EXERCISE PROMPT:
Find every line below with the word "without" in it, and copy each one.

━━━━━ EXERCISE INPUTS

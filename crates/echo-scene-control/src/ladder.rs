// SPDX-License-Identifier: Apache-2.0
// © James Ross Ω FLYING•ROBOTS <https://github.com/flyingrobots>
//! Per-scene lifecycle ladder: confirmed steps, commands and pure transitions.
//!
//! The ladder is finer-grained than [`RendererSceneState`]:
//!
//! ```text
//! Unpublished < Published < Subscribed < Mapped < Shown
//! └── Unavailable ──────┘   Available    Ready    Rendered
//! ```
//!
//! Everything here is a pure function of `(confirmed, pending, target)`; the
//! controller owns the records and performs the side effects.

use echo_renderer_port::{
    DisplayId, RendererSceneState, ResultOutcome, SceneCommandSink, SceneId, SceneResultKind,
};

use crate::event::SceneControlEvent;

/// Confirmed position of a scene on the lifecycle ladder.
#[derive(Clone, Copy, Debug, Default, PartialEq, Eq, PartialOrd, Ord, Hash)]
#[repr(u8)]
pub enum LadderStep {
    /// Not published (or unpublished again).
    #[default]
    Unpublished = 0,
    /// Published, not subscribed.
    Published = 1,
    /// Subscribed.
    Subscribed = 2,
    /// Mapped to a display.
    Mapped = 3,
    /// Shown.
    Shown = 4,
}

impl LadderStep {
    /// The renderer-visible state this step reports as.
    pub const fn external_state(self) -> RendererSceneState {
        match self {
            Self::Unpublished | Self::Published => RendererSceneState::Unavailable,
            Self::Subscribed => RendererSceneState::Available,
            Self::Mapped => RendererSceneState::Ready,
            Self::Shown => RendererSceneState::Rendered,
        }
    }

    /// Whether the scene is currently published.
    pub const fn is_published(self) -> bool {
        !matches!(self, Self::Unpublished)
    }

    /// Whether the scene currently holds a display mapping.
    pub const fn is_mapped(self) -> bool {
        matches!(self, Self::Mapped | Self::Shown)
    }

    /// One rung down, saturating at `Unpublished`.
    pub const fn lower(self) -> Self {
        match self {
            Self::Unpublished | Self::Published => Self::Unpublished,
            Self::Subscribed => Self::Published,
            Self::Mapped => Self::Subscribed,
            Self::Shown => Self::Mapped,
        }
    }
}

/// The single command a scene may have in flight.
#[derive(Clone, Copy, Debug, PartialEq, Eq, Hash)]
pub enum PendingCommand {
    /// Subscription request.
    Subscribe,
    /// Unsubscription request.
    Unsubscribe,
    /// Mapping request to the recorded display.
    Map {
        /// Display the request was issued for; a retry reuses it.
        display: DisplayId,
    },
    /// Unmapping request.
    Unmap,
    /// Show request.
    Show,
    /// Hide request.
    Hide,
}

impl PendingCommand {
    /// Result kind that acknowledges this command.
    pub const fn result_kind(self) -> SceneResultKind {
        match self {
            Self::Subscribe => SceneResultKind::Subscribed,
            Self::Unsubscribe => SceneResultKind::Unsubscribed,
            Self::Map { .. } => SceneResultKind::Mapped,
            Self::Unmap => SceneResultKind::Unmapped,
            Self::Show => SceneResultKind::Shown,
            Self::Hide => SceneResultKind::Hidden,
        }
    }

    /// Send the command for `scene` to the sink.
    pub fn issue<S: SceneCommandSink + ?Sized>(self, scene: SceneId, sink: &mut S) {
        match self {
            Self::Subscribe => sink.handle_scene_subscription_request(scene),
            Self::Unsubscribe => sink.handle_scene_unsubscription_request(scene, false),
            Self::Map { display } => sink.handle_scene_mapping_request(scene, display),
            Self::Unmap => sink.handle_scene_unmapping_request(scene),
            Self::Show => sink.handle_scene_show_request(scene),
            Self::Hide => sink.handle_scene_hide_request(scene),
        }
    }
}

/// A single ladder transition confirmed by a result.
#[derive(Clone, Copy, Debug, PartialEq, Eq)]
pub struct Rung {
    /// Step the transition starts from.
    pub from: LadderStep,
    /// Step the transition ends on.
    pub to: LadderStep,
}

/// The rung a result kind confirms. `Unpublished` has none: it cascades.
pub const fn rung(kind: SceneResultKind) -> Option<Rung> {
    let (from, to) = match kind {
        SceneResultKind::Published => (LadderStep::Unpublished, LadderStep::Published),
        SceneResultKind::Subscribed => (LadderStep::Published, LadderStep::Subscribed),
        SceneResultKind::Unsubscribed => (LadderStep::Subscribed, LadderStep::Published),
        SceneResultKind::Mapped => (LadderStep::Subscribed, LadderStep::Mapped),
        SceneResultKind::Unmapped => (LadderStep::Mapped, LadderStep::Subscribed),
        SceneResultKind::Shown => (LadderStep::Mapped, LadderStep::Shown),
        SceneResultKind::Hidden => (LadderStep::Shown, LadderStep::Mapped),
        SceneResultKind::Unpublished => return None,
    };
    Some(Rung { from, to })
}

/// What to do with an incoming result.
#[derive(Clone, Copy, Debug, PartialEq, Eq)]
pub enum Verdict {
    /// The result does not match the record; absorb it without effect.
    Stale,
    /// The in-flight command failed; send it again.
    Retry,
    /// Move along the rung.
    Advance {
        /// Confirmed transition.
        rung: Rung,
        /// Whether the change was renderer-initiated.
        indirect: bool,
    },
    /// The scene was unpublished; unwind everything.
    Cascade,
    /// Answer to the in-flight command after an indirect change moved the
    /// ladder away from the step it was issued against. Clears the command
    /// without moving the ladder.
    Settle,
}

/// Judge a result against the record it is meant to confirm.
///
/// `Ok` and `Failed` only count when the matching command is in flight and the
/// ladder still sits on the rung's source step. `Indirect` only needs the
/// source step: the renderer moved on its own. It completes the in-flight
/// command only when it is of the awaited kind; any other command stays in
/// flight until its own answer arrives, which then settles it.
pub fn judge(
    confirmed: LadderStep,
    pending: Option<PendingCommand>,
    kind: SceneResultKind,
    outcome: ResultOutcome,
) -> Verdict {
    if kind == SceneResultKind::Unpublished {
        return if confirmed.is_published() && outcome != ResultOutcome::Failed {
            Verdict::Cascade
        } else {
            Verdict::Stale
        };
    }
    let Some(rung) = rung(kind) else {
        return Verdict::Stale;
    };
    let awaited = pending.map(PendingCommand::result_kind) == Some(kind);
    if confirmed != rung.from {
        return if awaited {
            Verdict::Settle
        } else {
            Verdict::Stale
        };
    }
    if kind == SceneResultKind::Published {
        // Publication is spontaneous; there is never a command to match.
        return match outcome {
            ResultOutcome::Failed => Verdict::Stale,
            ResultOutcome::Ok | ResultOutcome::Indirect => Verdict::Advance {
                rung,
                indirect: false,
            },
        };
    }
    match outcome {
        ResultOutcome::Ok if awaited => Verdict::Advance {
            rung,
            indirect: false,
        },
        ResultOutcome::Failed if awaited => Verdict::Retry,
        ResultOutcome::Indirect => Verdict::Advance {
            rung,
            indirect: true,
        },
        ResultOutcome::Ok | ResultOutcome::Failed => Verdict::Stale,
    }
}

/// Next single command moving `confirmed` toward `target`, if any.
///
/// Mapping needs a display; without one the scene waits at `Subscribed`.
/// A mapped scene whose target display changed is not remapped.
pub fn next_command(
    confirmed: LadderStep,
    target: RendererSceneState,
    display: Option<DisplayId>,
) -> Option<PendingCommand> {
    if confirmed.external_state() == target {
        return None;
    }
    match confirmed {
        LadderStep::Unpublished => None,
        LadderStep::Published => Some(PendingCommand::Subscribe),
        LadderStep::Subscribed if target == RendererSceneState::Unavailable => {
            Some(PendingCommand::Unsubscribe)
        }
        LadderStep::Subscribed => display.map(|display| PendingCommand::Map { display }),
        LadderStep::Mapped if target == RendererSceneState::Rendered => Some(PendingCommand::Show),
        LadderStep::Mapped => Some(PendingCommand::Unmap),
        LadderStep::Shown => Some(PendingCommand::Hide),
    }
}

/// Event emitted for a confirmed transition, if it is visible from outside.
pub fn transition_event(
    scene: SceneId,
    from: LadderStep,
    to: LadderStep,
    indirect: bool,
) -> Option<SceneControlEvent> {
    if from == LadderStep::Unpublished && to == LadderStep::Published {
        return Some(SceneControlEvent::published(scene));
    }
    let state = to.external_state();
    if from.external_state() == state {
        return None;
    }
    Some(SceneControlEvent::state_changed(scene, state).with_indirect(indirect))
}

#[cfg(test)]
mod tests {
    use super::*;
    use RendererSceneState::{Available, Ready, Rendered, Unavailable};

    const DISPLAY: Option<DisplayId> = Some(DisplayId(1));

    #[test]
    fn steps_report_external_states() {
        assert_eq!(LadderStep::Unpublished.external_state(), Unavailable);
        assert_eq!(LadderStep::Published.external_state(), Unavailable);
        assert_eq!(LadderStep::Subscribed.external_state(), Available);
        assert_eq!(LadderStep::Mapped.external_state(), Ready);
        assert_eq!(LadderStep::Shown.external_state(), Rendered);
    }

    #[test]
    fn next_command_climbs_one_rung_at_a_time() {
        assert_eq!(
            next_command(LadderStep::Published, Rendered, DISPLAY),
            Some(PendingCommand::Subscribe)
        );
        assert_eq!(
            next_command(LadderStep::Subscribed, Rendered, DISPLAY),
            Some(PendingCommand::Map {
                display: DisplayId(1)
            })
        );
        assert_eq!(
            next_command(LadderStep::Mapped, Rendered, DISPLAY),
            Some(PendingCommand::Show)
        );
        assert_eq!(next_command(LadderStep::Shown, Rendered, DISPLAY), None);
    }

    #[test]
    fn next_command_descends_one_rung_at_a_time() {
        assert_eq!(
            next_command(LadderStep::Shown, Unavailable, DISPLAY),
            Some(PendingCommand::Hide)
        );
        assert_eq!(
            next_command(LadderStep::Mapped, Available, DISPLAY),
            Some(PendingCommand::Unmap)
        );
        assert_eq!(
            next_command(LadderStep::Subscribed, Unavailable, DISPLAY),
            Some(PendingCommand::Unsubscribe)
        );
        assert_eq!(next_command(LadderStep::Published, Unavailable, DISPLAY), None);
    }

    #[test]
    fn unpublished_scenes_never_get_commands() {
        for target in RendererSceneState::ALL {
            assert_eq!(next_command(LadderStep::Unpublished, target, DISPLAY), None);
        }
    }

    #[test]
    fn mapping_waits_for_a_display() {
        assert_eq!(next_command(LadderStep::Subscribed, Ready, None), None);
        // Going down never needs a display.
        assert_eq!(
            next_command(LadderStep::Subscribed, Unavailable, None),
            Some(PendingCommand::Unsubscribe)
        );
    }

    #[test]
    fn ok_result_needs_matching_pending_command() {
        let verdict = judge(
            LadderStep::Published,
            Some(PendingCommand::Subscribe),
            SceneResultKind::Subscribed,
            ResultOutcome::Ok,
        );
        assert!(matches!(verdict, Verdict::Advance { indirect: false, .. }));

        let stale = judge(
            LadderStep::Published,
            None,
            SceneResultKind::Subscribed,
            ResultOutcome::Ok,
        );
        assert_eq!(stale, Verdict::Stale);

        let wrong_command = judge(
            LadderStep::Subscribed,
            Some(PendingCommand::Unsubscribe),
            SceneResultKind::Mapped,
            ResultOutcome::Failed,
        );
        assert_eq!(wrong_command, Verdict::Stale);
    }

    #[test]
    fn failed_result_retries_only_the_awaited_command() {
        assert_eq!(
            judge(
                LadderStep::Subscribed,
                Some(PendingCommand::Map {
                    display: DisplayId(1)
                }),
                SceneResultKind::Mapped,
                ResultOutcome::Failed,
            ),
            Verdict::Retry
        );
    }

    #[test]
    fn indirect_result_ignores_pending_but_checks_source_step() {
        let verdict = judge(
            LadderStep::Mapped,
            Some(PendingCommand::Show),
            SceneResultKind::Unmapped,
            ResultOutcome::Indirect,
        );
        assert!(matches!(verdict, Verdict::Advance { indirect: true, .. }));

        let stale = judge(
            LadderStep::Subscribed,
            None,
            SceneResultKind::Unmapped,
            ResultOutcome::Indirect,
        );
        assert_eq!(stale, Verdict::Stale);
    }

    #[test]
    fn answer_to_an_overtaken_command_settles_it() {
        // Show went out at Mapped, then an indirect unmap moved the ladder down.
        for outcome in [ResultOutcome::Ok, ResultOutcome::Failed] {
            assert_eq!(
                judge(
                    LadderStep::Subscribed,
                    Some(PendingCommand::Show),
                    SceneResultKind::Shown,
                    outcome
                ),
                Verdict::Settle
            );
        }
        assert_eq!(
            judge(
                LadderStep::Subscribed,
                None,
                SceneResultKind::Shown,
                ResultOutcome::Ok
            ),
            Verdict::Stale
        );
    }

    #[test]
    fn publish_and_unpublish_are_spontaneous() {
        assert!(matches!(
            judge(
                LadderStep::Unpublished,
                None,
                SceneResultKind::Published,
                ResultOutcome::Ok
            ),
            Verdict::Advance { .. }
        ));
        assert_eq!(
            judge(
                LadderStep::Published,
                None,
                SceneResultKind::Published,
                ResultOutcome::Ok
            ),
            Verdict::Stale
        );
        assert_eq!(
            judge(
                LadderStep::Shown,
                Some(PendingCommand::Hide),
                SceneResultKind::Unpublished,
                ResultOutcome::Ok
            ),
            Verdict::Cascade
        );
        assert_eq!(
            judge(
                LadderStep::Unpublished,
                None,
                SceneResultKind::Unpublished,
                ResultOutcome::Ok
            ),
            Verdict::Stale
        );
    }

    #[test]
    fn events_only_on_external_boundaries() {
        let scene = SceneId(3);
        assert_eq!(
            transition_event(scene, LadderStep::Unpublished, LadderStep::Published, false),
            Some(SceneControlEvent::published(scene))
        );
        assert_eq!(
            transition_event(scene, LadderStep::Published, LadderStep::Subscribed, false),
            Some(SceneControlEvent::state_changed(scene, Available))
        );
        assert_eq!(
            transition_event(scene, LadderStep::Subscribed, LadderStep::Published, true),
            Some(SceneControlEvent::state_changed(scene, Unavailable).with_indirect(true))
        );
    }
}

━━━━━━━━━━

RESPONSE FOR THIS EXERCISE:
    /// The result does not match the record; absorb it without effect.
    /// without moving the ladder.
/// Mapping needs a display; without one the scene waits at `Subscribed`.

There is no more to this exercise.